In both the RE-LY and ARISTOTLE post hoc analyses, and in the X-VeRT study the rates of stroke and systemic embolism at 30 days was <1% and did not differ whether the patient was treated with a novel oral anticoagulant (NOAC) or a vitamin K antagonist. The rates of major bleeding ranged from 0.2% to 1.7% in the NOAC groups, and ranged from 0.3% to 0.6% in the Vitamin K antagonist groups.[8,12,13] All-cause mortality rates were 0.5% in the NOAC groups and 0.6% in the warfarin groups in the X-VeRT study and ARISTOTLE trial. And in the post hoc RE-LY trial seven died but this was not specified by group. In our study 0.7% in the dabigatran group and 1.4% in the warfarin group had a composite event of stroke, bleeding or all-cause mortality with no significant difference, making our findings comparable to the prior studies. The duration of atrial fibrillation episode increase the risk of recurrent atrial fibrillation in patients with intermitting atrial fibrillation.[14]

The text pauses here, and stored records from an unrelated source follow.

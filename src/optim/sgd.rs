//! Stochastic Gradient Descent optimizer

use super::Optimizer;
use crate::autograd::Tensor;
use ndarray::Array1;

/// SGD optimizer with optional momentum
pub struct SGD {
    lr: f32,
    momentum: f32,
    velocities: Vec<Option<Array1<f32>>>,
}

impl SGD {
    /// Create a new SGD optimizer
    pub fn new(lr: f32, momentum: f32) -> Self {
        Self { lr, momentum, velocities: Vec::new() }
    }
}

impl Optimizer for SGD {
    fn step(&mut self, params: &mut [Tensor]) {
        if self.velocities.len() < params.len() {
            self.velocities.resize(params.len(), None);
        }

        for (i, param) in params.iter_mut().enumerate() {
            if !param.requires_grad() {
                continue;
            }
            let Some(grad) = param.grad().cloned() else {
                continue;
            };

            if self.momentum > 0.0 {
                // v = momentum * v - lr * grad
                let velocity = match &self.velocities[i] {
                    Some(v) => v * self.momentum - &grad * self.lr,
                    None => &grad * (-self.lr),
                };
                *param.data_mut() += &velocity;
                self.velocities[i] = Some(velocity);
            } else {
                param.data_mut().scaled_add(-self.lr, &grad);
            }
        }
    }

    fn lr(&self) -> f32 {
        self.lr
    }

    fn set_lr(&mut self, lr: f32) {
        self.lr = lr;
    }
}
//! Small linear model implementing the pretraining stages

use ndarray::{s, Array1, Array2, Array3, ArrayView1, ArrayView2, ArrayView3};
use rand::rngs::StdRng;
use rand::{Rng, SeedableRng};
use serde::{Deserialize, Serialize};

use crate::autograd::Tensor;
use crate::data::{latent_length, DownsamplingStack, MaskedBatch};
use crate::error::{Error, Result, Stage};
use crate::train::{BackwardSignal, EncoderOutput, PretrainModel, QuantizerOutput};

const EXTRACTOR: usize = 0;
const MASK_EMB: usize = 1;
const ENCODER: usize = 2;
const PROJECTION: usize = 3;

/// Shape of a [`ReferenceModel`]
#[derive(Debug, Clone, PartialEq, Serialize, Deserialize)]
pub struct ReferenceModelConfig {
    #[serde(default)]
    pub stack: DownsamplingStack,
    /// Channels of latent frames and targets
    #[serde(default = "default_latent_dim")]
    pub latent_dim: usize,
    /// Channels of the context encoder
    #[serde(default = "default_hidden_dim")]
    pub hidden_dim: usize,
    /// Neighbors on each side averaged by the context encoder
    #[serde(default = "default_context")]
    pub context: usize,
}

fn default_latent_dim() -> usize {
    16
}

fn default_hidden_dim() -> usize {
    32
}

fn default_context() -> usize {
    2
}

impl Default for ReferenceModelConfig {
    fn default() -> Self {
        Self {
            stack: DownsamplingStack::default(),
            latent_dim: default_latent_dim(),
            hidden_dim: default_hidden_dim(),
            context: default_context(),
        }
    }
}

/// Linear reference model
///
/// - latent extractor: frozen random projection of each `total_stride`
///   frame of samples to `latent_dim` channels
/// - latent encoder: masked frames replaced by a learned embedding, then a
///   `2 * context + 1` window average and a linear map to `hidden_dim`
/// - feature projection: linear map back to `latent_dim`
/// - target quantizer: none; targets are the masked latents
#[derive(Debug, Clone)]
pub struct ReferenceModel {
    config: ReferenceModelConfig,
    frame: usize,
    params: Vec<Tensor>,
}

impl ReferenceModel {
    pub fn new(config: ReferenceModelConfig, seed: u64) -> Result<Self> {
        config.stack.validate()?;
        if config.latent_dim == 0 || config.hidden_dim == 0 {
            return Err(Error::Config("model dimensions must be >= 1".into()));
        }
        let frame = config.stack.total_stride();
        let mut rng = StdRng::seed_from_u64(seed);
        let mut init = |len: usize, fan_in: usize| -> Array1<f32> {
            let bound = (1.0 / fan_in as f32).sqrt();
            (0..len).map(|_| rng.random_range(-bound..bound)).collect()
        };

        let (c_lat, c_hid) = (config.latent_dim, config.hidden_dim);
        let mut extractor = Tensor::new("latent_extractor.weight", init(c_lat * frame, frame));
        extractor.set_requires_grad(false);
        let params = vec![
            extractor,
            Tensor::new("latent_encoder.mask_emb", init(c_lat, c_lat)),
            Tensor::new("latent_encoder.weight", init(c_hid * c_lat, c_lat)),
            Tensor::new("feat_proj.weight", init(c_lat * c_hid, c_hid)),
        ];
        Ok(Self { config, frame, params })
    }

    pub fn config(&self) -> &ReferenceModelConfig {
        &self.config
    }

    fn matrix(&self, index: usize, rows: usize, cols: usize) -> Result<ArrayView2<'_, f32>> {
        self.params[index]
            .data()
            .view()
            .into_shape_with_order((rows, cols))
            .map_err(|e| {
                Error::shape(Stage::Forward, format!("{}: {e}", self.params[index].name()))
            })
    }

    /// Replace masked frames with the mask embedding
    fn masked_input(
        &self,
        latents: ArrayView3<'_, f32>,
        mask: ArrayView2<'_, bool>,
    ) -> Array3<f32> {
        let mut x = latents.to_owned();
        let mask_emb = self.params[MASK_EMB].data();
        for ((b, t), &m) in mask.indexed_iter() {
            if m {
                x.slice_mut(s![b, t, ..]).assign(mask_emb);
            }
        }
        x
    }

    /// Window `[lo, hi)` averaged for step `t` of a row of `valid` steps
    fn window(&self, t: usize, valid: usize) -> (usize, usize) {
        let lo = t.saturating_sub(self.config.context);
        let hi = (t + self.config.context + 1).min(valid.max(t + 1));
        (lo, hi)
    }

    /// Unpadded latent steps per row from relative waveform lengths
    fn valid_steps(&self, time: usize, wav_lens: ArrayView1<'_, f32>) -> Vec<usize> {
        wav_lens
            .iter()
            .map(|&rel| ((rel * time as f32).round() as usize).clamp(1, time.max(1)))
            .collect()
    }

    /// Windowed context averages (B, T, C_lat) of the masked input
    fn context(&self, x: &Array3<f32>, valid: &[usize]) -> Array3<f32> {
        let (batch, time, channels) = x.dim();
        let mut ctx = Array3::<f32>::zeros((batch, time, channels));
        for b in 0..batch {
            for t in 0..time {
                let (lo, hi) = self.window(t, valid[b]);
                let mean = x.slice(s![b, lo..hi, ..]).mean_axis(ndarray::Axis(0));
                if let Some(mean) = mean {
                    ctx.slice_mut(s![b, t, ..]).assign(&mean);
                }
            }
        }
        ctx
    }
}

impl PretrainModel for ReferenceModel {
    fn latent_extractor(&self, wavs: ArrayView2<'_, f32>) -> Result<Array3<f32>> {
        let (batch, width) = wavs.dim();
        let time = latent_length(&self.config.stack, width);
        if time == 0 {
            return Err(Error::shape(
                Stage::Forward,
                format!("{width} samples is shorter than one latent frame"),
            ));
        }
        let c_lat = self.config.latent_dim;
        let weight = self.matrix(EXTRACTOR, c_lat, self.frame)?;
        let mut latents = Array3::<f32>::zeros((batch, time, c_lat));
        for b in 0..batch {
            for t in 0..time {
                let start = t * self.frame;
                let end = (start + self.frame).min(width);
                let mut frame = Array1::<f32>::zeros(self.frame);
                if start < end {
                    frame.slice_mut(s![..end - start]).assign(&wavs.slice(s![b, start..end]));
                }
                latents.slice_mut(s![b, t, ..]).assign(&weight.dot(&frame));
            }
        }
        Ok(latents)
    }

    fn latent_encoder(
        &self,
        latents: ArrayView3<'_, f32>,
        mask: ArrayView2<'_, bool>,
        wav_lens: ArrayView1<'_, f32>,
    ) -> Result<EncoderOutput> {
        let (batch, time, _) = latents.dim();
        if mask.dim() != (batch, time) || wav_lens.len() != batch {
            return Err(Error::shape(
                Stage::Forward,
                format!(
                    "latents are ({batch}, {time}) but mask is {:?} with {} lengths",
                    mask.dim(),
                    wav_lens.len()
                ),
            ));
        }
        let valid = self.valid_steps(time, wav_lens);
        let x = self.masked_input(latents, mask);
        let ctx = self.context(&x, &valid);

        let weight = self.matrix(ENCODER, self.config.hidden_dim, self.config.latent_dim)?;
        let mut embeddings = Array3::<f32>::zeros((batch, time, self.config.hidden_dim));
        for b in 0..batch {
            for t in 0..time {
                embeddings.slice_mut(s![b, t, ..]).assign(&weight.dot(&ctx.slice(s![b, t, ..])));
            }
        }

        let num_masked = mask.iter().filter(|&&m| m).count();
        let total_valid: usize = valid.iter().sum();
        let ratio_masked =
            if total_valid > 0 { num_masked as f32 / total_valid as f32 } else { 0.0 };
        Ok(EncoderOutput { embeddings, num_masked, ratio_masked })
    }

    fn feature_projection(&self, embeddings: ArrayView3<'_, f32>) -> Result<Array3<f32>> {
        let (batch, time, _) = embeddings.dim();
        let weight = self.matrix(PROJECTION, self.config.latent_dim, self.config.hidden_dim)?;
        let mut out = Array3::<f32>::zeros((batch, time, self.config.latent_dim));
        for b in 0..batch {
            for t in 0..time {
                out.slice_mut(s![b, t, ..]).assign(&weight.dot(&embeddings.slice(s![b, t, ..])));
            }
        }
        Ok(out)
    }

    fn target_quantizer(&self, masked_latents: ArrayView3<'_, f32>) -> Result<QuantizerOutput> {
        Ok(QuantizerOutput { targets: masked_latents.to_owned(), stats: None })
    }

    fn parameters(&self) -> &[Tensor] {
        &self.params
    }

    fn parameters_mut(&mut self) -> &mut [Tensor] {
        &mut self.params
    }

    fn backward(&mut self, batch: &MaskedBatch, signal: &BackwardSignal) -> Result<()> {
        let latents = self.latent_extractor(batch.wavs.view())?;
        let (batch_size, time, _) = latents.dim();
        let rel = batch.relative_lens();
        let valid = self.valid_steps(time, rel.view());
        let x = self.masked_input(latents.view(), batch.mask.view());
        let ctx = self.context(&x, &valid);

        let (c_lat, c_hid) = (self.config.latent_dim, self.config.hidden_dim);
        let enc = self.matrix(ENCODER, c_hid, c_lat)?.to_owned();
        let proj = self.matrix(PROJECTION, c_lat, c_hid)?.to_owned();

        let mut grad_proj = Array2::<f32>::zeros((c_lat, c_hid));
        let mut grad_enc = Array2::<f32>::zeros((c_hid, c_lat));
        let mut grad_mask = Array1::<f32>::zeros(c_lat);

        for b in 0..batch_size {
            let positions: Vec<usize> = batch
                .mask
                .row(b)
                .iter()
                .enumerate()
                .filter(|&(_, &m)| m)
                .map(|(t, _)| t)
                .collect();
            for (j, &t) in positions.iter().enumerate() {
                let g_out = signal.grad_embeddings.slice(s![b, j, ..]);
                let c = ctx.slice(s![b, t, ..]);
                let h = enc.dot(&c);

                // out = P h, h = E c
                let outer_p = g_out
                    .to_owned()
                    .insert_axis(ndarray::Axis(1))
                    .dot(&h.view().insert_axis(ndarray::Axis(0)));
                grad_proj += &outer_p;
                let g_h = proj.t().dot(&g_out);
                let outer_e =
                    g_h.view().insert_axis(ndarray::Axis(1)).dot(&c.insert_axis(ndarray::Axis(0)));
                grad_enc += &outer_e;

                // c = mean of x over the window; masked x are the mask embedding
                let g_c = enc.t().dot(&g_h);
                let (lo, hi) = self.window(t, valid[b]);
                let masked_in_window = (lo..hi).filter(|&s| batch.mask[[b, s]]).count();
                if masked_in_window > 0 {
                    grad_mask.scaled_add(masked_in_window as f32 / (hi - lo) as f32, &g_c);
                }
            }
        }

        self.params[MASK_EMB].accumulate_grad(grad_mask.view())?;
        let grad_enc = Array1::from_iter(grad_enc.iter().copied());
        self.params[ENCODER].accumulate_grad(grad_enc.view())?;
        let grad_proj = Array1::from_iter(grad_proj.iter().copied());
        self.params[PROJECTION].accumulate_grad(grad_proj.view())?;
        Ok(())
    }
}
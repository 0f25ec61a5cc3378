//! Info command implementation

use crate::cli::logging::log;
use crate::cli::LogLevel;
use crate::config::{load_spec, InfoArgs, PretrainSpec};
use crate::data::{latent_length, min_input_length};

/// Format the data section
pub fn format_data_info(spec: &PretrainSpec) -> String {
    let data = &spec.data;
    let mut lines = vec![format!("  Training manifest: {}", data.train_manifest.display())];
    if let Some(valid) = &data.valid_manifest {
        lines.push(format!("  Validation manifest: {}", valid.display()));
    }
    lines.push(format!("  Seconds per batch: {}", data.seconds_per_batch));
    lines.push(format!("  Buckets: {} ({:?} order)", data.num_buckets, data.ordering));
    lines.push(format!(
        "  Duration window: {:?} .. {:?} s",
        data.avoid_if_shorter_than, data.avoid_if_longer_than
    ));
    lines.join("\n")
}

/// Format masking and latent geometry
pub fn format_masking_info(spec: &PretrainSpec) -> String {
    let stack = spec.model.stack();
    let stride = stack.total_stride();
    let rate = spec.data.sample_rate_hz;
    let one_second = latent_length(&stack, rate as usize);
    [
        format!("  Mask: p={} length={}", spec.masking.mask_prob, spec.masking.mask_length),
        format!("  Downsampling: kernels {:?} strides {:?}", stack.kernels, stack.strides),
        format!(
            "  Latent frame: {stride} samples ({:.1} ms)",
            stride as f64 * 1000.0 / f64::from(rate)
        ),
        format!("  Latent steps per second: {one_second}"),
        format!(
            "  Shortest input with 2 latent steps: {} samples",
            min_input_length(&stack, 2)
        ),
    ]
    .join("\n")
}

/// Format objective and optimizer settings
pub fn format_optimization_info(spec: &PretrainSpec) -> String {
    let mut lines = vec![
        format!("  Negatives: {}", spec.objective.num_negatives),
        format!("  Diversity loss weight: {}", spec.objective.diversity_loss_weight),
        format!(
            "  Optimizer: {} (peak lr={})",
            spec.optimizer.name,
            spec.optimizer.lr_schedule.peak_lr()
        ),
        format!("  Accumulation factor: {}", spec.training.accumulation_factor),
        format!("  Mixed precision: {}", spec.training.mixed_precision),
    ];
    if let Some(clip) = spec.optimizer.max_grad_norm {
        lines.push(format!("  Gradient clipping: {clip}"));
    }
    lines.join("\n")
}

/// Format output locations
pub fn format_output_info(spec: &PretrainSpec) -> String {
    [
        format!("  Epochs: {}", spec.training.epochs),
        format!("  Output dir: {}", spec.training.output_dir.display()),
        format!(
            "  Checkpoints: {} (keep {})",
            spec.checkpoint_dir().display(),
            spec.checkpoint.keep
        ),
        format!("  Replicas: {}", spec.distributed.world_size),
    ]
    .join("\n")
}

pub fn format_summary(spec: &PretrainSpec) -> String {
    [
        "Configuration Summary:".to_string(),
        format_data_info(spec),
        format_masking_info(spec),
        format_optimization_info(spec),
        format_output_info(spec),
    ]
    .join("\n\n")
}

pub fn run_info(args: InfoArgs, level: LogLevel) -> Result<(), String> {
    let spec = load_spec(&args.config).map_err(|e| format!("Config error: {e}"))?;
    if args.yaml {
        let yaml = serde_yaml::to_string(&spec).map_err(|e| format!("Serialization error: {e}"))?;
        println!("{yaml}");
        return Ok(());
    }
    log(level, LogLevel::Normal, &format_summary(&spec));
    Ok(())
}
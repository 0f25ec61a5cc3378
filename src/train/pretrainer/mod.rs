//! The training-step engine
//!
//! [`Pretrainer`] walks each micro-batch through the state machine
//! `IDLE -> ACCUMULATING -> STEPPING -> IDLE`:
//!
//! - forward through the model stages and the contrastive objective
//! - scaled backward, divided by the accumulation factor
//! - on the last micro-batch of a window: gradient sync, unscale,
//!   finiteness check, optional clipping, optimizer step, zeroed
//!   gradients, and schedule updates keyed by the new step

mod config;
mod core;
mod epoch;
mod result;
mod step;

#[cfg(test)]
mod tests;

pub use config::PretrainConfig;
pub use core::Pretrainer;
pub use result::{EpochSummary, PretrainResult};
pub use step::StepOutcome;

Despite three weeks longer duration of time to cardioversion in the warfarin group compared with the dabigatran group, the cumulative incidence of readmissions with atrial fibrillation was similar in the two groups. Similar results were found in the ACUTE (Assessment of Cardioversion Using Trans-esophageal Echocardiograph) study, where one group had only 3 days to cardioversion versus 31 days in the comparing group, but the same maintenance of sinus rhythm was found after 8 weeks in the two groups.[15] This suggests that the duration of atrial fibrillation time periods investigated in our and the ACUTE study are not long enough to increase the risk of recurrent episodes.

The post hoc analysis of both the ARISTOTLE and RE-LY study both investigated the safety of cardioversion in patients already in anticoagulation treatment; whereas the aim of the X-VeRT study was to investigate the safety of anticoagulation treatment in patients scheduled for elective cardioversion. Our results are therefore more comparable to the X-VeRT study than the two post hoc analyses, since approximately 50% of the patients in the dabigatran group in our study received cardioversion already within 4 weeks.

Limitations

The main limitation is inherited in the observational design of the study and lack of clinical information. In addition information regarding the date of referral to cardioversion was unavailable, and intention of anticoagulation treatment regarding cardioversion was also unknown. Exact referral date to cardioversion would have made our study more comparable to randomized controlled trials. Furthermore, the treatment groups were not randomly assigned to either dabigatran or warfarin, increasing risk of selection bias to the groups, although this risk was limited according to our preliminary analysis as described previously.

Conclusion

In this nationwide study, we found time to cardioversion shortened by 3 weeks with warfarin compared with dabigatran treatment, with more twice the chance of cardioversion within the first 4 weeks. We found no difference regarding risk of subsequent death, stroke, bleeding, or readmission with atrial fibrillation within 30 weeks after cardioversion.